I have complained on this blog about the frustration I feel when people talk about how Palin is hot. And so as I explain how I feel about Biden -- swoony, sweaty, Joe Fucking Biden! -- I have to check myself. To what extent is this a base physical response, a girlie crush indicative of nothing substantive and perhaps even somewhat embarrassing? Maybe. Possibly. Probably. At least a little bit.

But to what extent is it the euphoria of watching a man with real command of facts, details and history? The gratification of agreeing with the person at the microphone when you feel as though you have been robbed of a voice? The satisfaction of watching Biden knock Palin down -- not like an animal, but like a gentleman and a scholar? To what extent is it my throbbing boner (pardon the expression) for gentlemen and scholars? As one of my friends said this morning, he played the romantic hero. And I know it might sound weird, but as I watched him last night one word kept popping into my head, and that word was: virile.

A female friend of mine listened to the debate on the radio. I asked her if she shared my impressions. She did not.

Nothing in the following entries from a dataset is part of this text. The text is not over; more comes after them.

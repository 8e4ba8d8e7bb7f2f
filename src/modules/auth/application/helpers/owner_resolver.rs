use std::sync::Arc;

use tokio::sync::OnceCell;
use uuid::Uuid;

use crate::auth::application::domain::entities::UserId;
use crate::auth::application::ports::outgoing::user_query::{UserQuery, UserQueryError};

#[derive(Debug, Clone, thiserror::Error)]
pub enum ResolveOwnerError {
    #[error("User not found")]
    NotFound,

    #[error("Repository error: {0}")]
    RepositoryError(String),
}

/// Resolves the single portfolio owner that every "add child" write targets.
///
/// A configured id wins. Otherwise the earliest-created user is looked up on
/// first use and cached for the life of the process. Failed lookups are not
/// cached, so a fresh install starts resolving once the admin registers.
#[derive(Clone)]
pub struct OwnerResolver {
    user_query: Arc<dyn UserQuery + Send + Sync>,
    configured: Option<UserId>,
    cached: Arc<OnceCell<UserId>>,
}

impl OwnerResolver {
    pub fn new(user_query: Arc<dyn UserQuery + Send + Sync>, configured: Option<Uuid>) -> Self {
        Self {
            user_query,
            configured: configured.map(UserId::from),
            cached: Arc::new(OnceCell::new()),
        }
    }

    pub fn configured_id(&self) -> Option<UserId> {
        self.configured
    }

    pub async fn resolve(&self) -> Result<UserId, ResolveOwnerError> {
        if let Some(owner) = self.configured {
            return Ok(owner);
        }

        self.cached
            .get_or_try_init(|| async {
                match self.user_query.find_first().await {
                    Ok(Some(user)) => {
                        tracing::debug!(owner = %user.id, "Resolved portfolio owner");
                        Ok(UserId::from(user.id))
                    }
                    Ok(None) => Err(ResolveOwnerError::NotFound),
                    Err(UserQueryError::DatabaseError(msg))
                    | Err(UserQueryError::CorruptRecord(msg)) => {
                        Err(ResolveOwnerError::RepositoryError(msg))
                    }
                }
            })
            .await
            .copied()
    }
}
pub mod web;
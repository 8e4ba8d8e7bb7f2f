use async_trait::async_trait;

use crate::modules::certification::application::domain::entities::{
    Certification, CertificationData,
};
use crate::shared::validation::MissingFields;

#[derive(Debug, Clone, thiserror::Error)]
pub enum CreateCertificationError {
    #[error(transparent)]
    Validation(#[from] MissingFields),

    #[error("Owner not found")]
    OwnerNotFound,

    #[error("Repository error: {0}")]
    RepositoryError(String),
}

#[async_trait]
pub trait CreateCertificationUseCase: Send + Sync {
    /// Stores the certification under the singleton owner.
    async fn execute(
        &self,
        data: CertificationData,
    ) -> Result<Certification, CreateCertificationError>;
}
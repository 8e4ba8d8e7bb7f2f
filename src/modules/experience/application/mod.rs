pub mod domain;
pub mod ports;
pub mod experience_use_cases;
pub mod service;
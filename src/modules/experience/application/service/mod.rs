mod create_experience_service;
mod get_experiences_service;
mod get_single_experience_service;
mod remove_experience_service;
mod update_experience_service;

pub use create_experience_service::CreateExperienceService;
pub use get_experiences_service::GetExperiencesService;
pub use get_single_experience_service::GetSingleExperienceService;
pub use remove_experience_service::RemoveExperienceService;
pub use update_experience_service::UpdateExperienceService;
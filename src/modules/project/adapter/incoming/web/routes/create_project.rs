use actix_web::{post, web, Responder};
use tracing::{error, info};

use crate::auth::adapter::incoming::web::extractors::auth::AdminUser;
use crate::modules::project::application::domain::entities::ProjectData;
use crate::modules::project::application::ports::incoming::use_cases::CreateProjectError;
use crate::shared::api::ApiResponse;
use crate::AppState;

#[utoipa::path(
    post,
    path = "/api/projects",
    tag = "projects",
    security(("BearerAuth" = [])),
    request_body = ProjectData,
    responses(
        (status = 201, description = "Project added", body = crate::api::schemas::Envelope),
        (status = 400, description = "Missing required fields", body = crate::api::schemas::Envelope),
        (status = 401, description = "Missing or invalid token", body = crate::api::schemas::Envelope),
        (status = 404, description = "No owner registered", body = crate::api::schemas::Envelope),
    )
)]
#[post("/api/projects")]
pub async fn create_project_handler(
    _admin: AdminUser,
    req: web::Json<ProjectData>,
    data: web::Data<AppState>,
) -> impl Responder {
    match data.project.create.execute(req.into_inner()).await {
        Ok(project) => {
            info!(project_id = %project.id, "Project added");
            ApiResponse::created("Project added successfully", project)
        }

        Err(CreateProjectError::Validation(missing)) => {
            ApiResponse::bad_request(&missing.to_string())
        }

        Err(CreateProjectError::OwnerNotFound) => ApiResponse::not_found("User not found"),

        Err(CreateProjectError::RepositoryError(e)) => {
            error!("Failed to add project: {}", e);
            ApiResponse::internal_error("Failed to add project")
        }
    }
}
use sea_orm_migration::prelude::*;

#[derive(DeriveMigrationName)]
pub struct Migration;

#[async_trait::async_trait]
impl MigrationTrait for Migration {
    async fn up(&self, manager: &SchemaManager) -> Result<(), DbErr> {
        // =====================================================
        // Create projects table
        // =====================================================
        manager
            .create_table(
                Table::create()
                    .table(Projects::Table)
                    .if_not_exists()
                    .col(
                        ColumnDef::new(Projects::Id)
                            .uuid()
                            .not_null()
                            .primary_key()
                            .default(Expr::cust("gen_random_uuid()")),
                    )
                    .col(ColumnDef::new(Projects::ProjectName).text().not_null())
                    .col(ColumnDef::new(Projects::SmallDescription).text().not_null())
                    .col(ColumnDef::new(Projects::Description).text().not_null())
                    .col(
                        ColumnDef::new(Projects::Skills)
                            .json_binary()
                            .not_null()
                            .default(Expr::cust("'[]'::jsonb")),
                    )
                    .col(
                        ColumnDef::new(Projects::ProjectRepository)
                            .text()
                            .not_null()
                            .default(""),
                    )
                    .col(
                        ColumnDef::new(Projects::ProjectLiveLink)
                            .text()
                            .not_null()
                            .default(""),
                    )
                    .col(
                        ColumnDef::new(Projects::ProjectVideo)
                            .text()
                            .not_null()
                            .default(""),
                    )
                    .col(
                        ColumnDef::new(Projects::CreatedAt)
                            .timestamp_with_time_zone()
                            .not_null()
                            .default(Expr::current_timestamp()),
                    )
                    .col(
                        ColumnDef::new(Projects::UpdatedAt)
                            .timestamp_with_time_zone()
                            .not_null()
                            .default(Expr::current_timestamp()),
                    )
                    .to_owned(),
            )
            .await?;

        // =====================================================
        // Indexes
        // =====================================================

        // Listing is newest first
        manager
            .get_connection()
            .execute_unprepared(
                r#"
                CREATE INDEX IF NOT EXISTS idx_projects_created_at
                ON projects (created_at DESC);
                "#,
            )
            .await?;

        // =====================================================
        // updated_at trigger
        // =====================================================

        manager
            .get_connection()
            .execute_unprepared(
                r#"
                CREATE TRIGGER update_projects_updated_at
                BEFORE UPDATE ON projects
                FOR EACH ROW
                EXECUTE FUNCTION update_updated_at_column();
                "#,
            )
            .await?;

        Ok(())
    }

    async fn down(&self, manager: &SchemaManager) -> Result<(), DbErr> {
        manager
            .get_connection()
            .execute_unprepared(
                r#"
                DROP TRIGGER IF EXISTS update_projects_updated_at ON projects;
                DROP INDEX IF EXISTS idx_projects_created_at;
                "#,
            )
            .await?;

        manager
            .drop_table(Table::drop().table(Projects::Table).to_owned())
            .await
    }
}

#[derive(DeriveIden)]
enum Projects {
    Table,
    Id,
    ProjectName,
    SmallDescription,
    Description,
    Skills,
    ProjectRepository,
    ProjectLiveLink,
    ProjectVideo,
    CreatedAt,
    UpdatedAt,
}
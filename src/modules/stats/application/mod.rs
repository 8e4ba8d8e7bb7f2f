pub mod domain;
pub mod ports;
pub mod service;
pub mod stats_use_cases;
use actix_web::{put, web, Responder};
use tracing::{error, info};

use crate::auth::adapter::incoming::web::extractors::auth::AdminUser;
use crate::modules::certification::application::domain::entities::CertificationData;
use crate::modules::certification::application::ports::incoming::use_cases::UpdateCertificationError;
use crate::shared::api::{parse_object_id, ApiResponse};
use crate::AppState;

#[utoipa::path(
    put,
    path = "/api/certifications/{id}",
    tag = "certifications",
    security(("BearerAuth" = [])),
    params(("id" = String, Path, description = "Certification id")),
    request_body = CertificationData,
    responses(
        (status = 200, description = "Certification updated, input echoed", body = crate::api::schemas::Envelope),
        (status = 400, description = "Malformed id or missing fields", body = crate::api::schemas::Envelope),
        (status = 401, description = "Missing or invalid token", body = crate::api::schemas::Envelope),
        (status = 404, description = "Certification not found", body = crate::api::schemas::Envelope),
    )
)]
#[put("/api/certifications/{id}")]
pub async fn update_certification_handler(
    _admin: AdminUser,
    path: web::Path<String>,
    req: web::Json<CertificationData>,
    data: web::Data<AppState>,
) -> impl Responder {
    let certification_id = match parse_object_id(&path, "Certification") {
        Ok(id) => id,
        Err(resp) => return resp,
    };

    match data.certification.update.execute(certification_id, req.into_inner()).await {
        Ok(updated) => {
            info!(%certification_id, "Certification updated");
            ApiResponse::success("Certification updated successfully", updated)
        }

        Err(UpdateCertificationError::Validation(missing)) => {
            ApiResponse::bad_request(&missing.to_string())
        }

        Err(UpdateCertificationError::NotFound) => {
            ApiResponse::not_found("Certification not found")
        }

        Err(UpdateCertificationError::RepositoryError(e)) => {
            error!("Failed to update certification {}: {}", certification_id, e);
            ApiResponse::internal_error("Failed to update certification")
        }
    }
}
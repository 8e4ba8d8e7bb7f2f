use sea_orm_migration::prelude::*;

#[derive(DeriveMigrationName)]
pub struct Migration;

#[async_trait::async_trait]
impl MigrationTrait for Migration {
    async fn up(&self, manager: &SchemaManager) -> Result<(), DbErr> {
        manager
            .create_table(
                Table::create()
                    .table(Certifications::Table)
                    .if_not_exists()
                    .col(
                        ColumnDef::new(Certifications::Id)
                            .uuid()
                            .not_null()
                            .primary_key()
                            .default(Expr::cust("gen_random_uuid()")),
                    )
                    .col(ColumnDef::new(Certifications::Title).text().not_null())
                    .col(ColumnDef::new(Certifications::Description).text().not_null())
                    .col(
                        ColumnDef::new(Certifications::Projects)
                            .json_binary()
                            .not_null()
                            .default(Expr::cust("'[]'::jsonb")),
                    )
                    .col(
                        ColumnDef::new(Certifications::Skills)
                            .json_binary()
                            .not_null()
                            .default(Expr::cust("'[]'::jsonb")),
                    )
                    .col(
                        ColumnDef::new(Certifications::CertificateUrl)
                            .text()
                            .not_null()
                            .default(""),
                    )
                    .col(
                        ColumnDef::new(Certifications::Images)
                            .json_binary()
                            .not_null()
                            .default(Expr::cust("'[]'::jsonb")),
                    )
                    .col(ColumnDef::new(Certifications::Issuer).text().not_null())
                    .col(
                        ColumnDef::new(Certifications::IssueDate)
                            .text()
                            .not_null()
                            .default(""),
                    )
                    .col(
                        ColumnDef::new(Certifications::ExpiryDate)
                            .text()
                            .not_null()
                            .default(""),
                    )
                    .col(
                        ColumnDef::new(Certifications::CreatedAt)
                            .timestamp_with_time_zone()
                            .not_null()
                            .default(Expr::current_timestamp()),
                    )
                    .col(
                        ColumnDef::new(Certifications::UpdatedAt)
                            .timestamp_with_time_zone()
                            .not_null()
                            .default(Expr::current_timestamp()),
                    )
                    .to_owned(),
            )
            .await?;

        manager
            .get_connection()
            .execute_unprepared(
                r#"
                CREATE INDEX IF NOT EXISTS idx_certifications_created_at
                ON certifications (created_at DESC);
                "#,
            )
            .await?;

        manager
            .get_connection()
            .execute_unprepared(
                r#"
                CREATE TRIGGER update_certifications_updated_at
                BEFORE UPDATE ON certifications
                FOR EACH ROW
                EXECUTE FUNCTION update_updated_at_column();
                "#,
            )
            .await?;

        Ok(())
    }

    async fn down(&self, manager: &SchemaManager) -> Result<(), DbErr> {
        manager
            .get_connection()
            .execute_unprepared(
                r#"
                DROP TRIGGER IF EXISTS update_certifications_updated_at ON certifications;
                DROP INDEX IF EXISTS idx_certifications_created_at;
                "#,
            )
            .await?;

        manager
            .drop_table(Table::drop().table(Certifications::Table).to_owned())
            .await
    }
}

#[derive(DeriveIden)]
enum Certifications {
    Table,
    Id,
    Title,
    Description,
    Projects,
    Skills,
    CertificateUrl,
    Images,
    Issuer,
    IssueDate,
    ExpiryDate,
    CreatedAt,
    UpdatedAt,
}
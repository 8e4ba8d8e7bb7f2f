// src/api/schemas.rs
use serde::Serialize;
use serde_json::Value;
use utoipa::ToSchema;

/// Response envelope shared by the content and auth endpoints.
#[derive(Serialize, ToSchema)]
pub struct Envelope {
    /// Mirrors the HTTP status code
    #[schema(example = 200)]
    pub status: u16,
    #[schema(example = "Projects retrieved successfully")]
    pub message: String,
    /// Resource payload; null for errors and empty listings
    #[schema(value_type = Option<Object>)]
    pub data: Option<Value>,
    /// Set only by `POST /api/admin/auth`
    pub token: Option<String>,
}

"I find Biden really bombastic," she said.

This is a very smart woman, whose opinions I often solicit. I started to wonder: Maybe I'm alone in this? Then I heard from another female friend who watched the debate on TV. "I think I'm falling in love with Joe Biden," she told me.

Ah-ha. I sense an "I've got a crush on Joe Biden" video coming on. YouTube entrepreneurs, you're next.

Sarah Hepola

Sarah Hepola is the author of the New York Times bestselling memoir, "Blackout: Remembering the Things I Drank to Forget."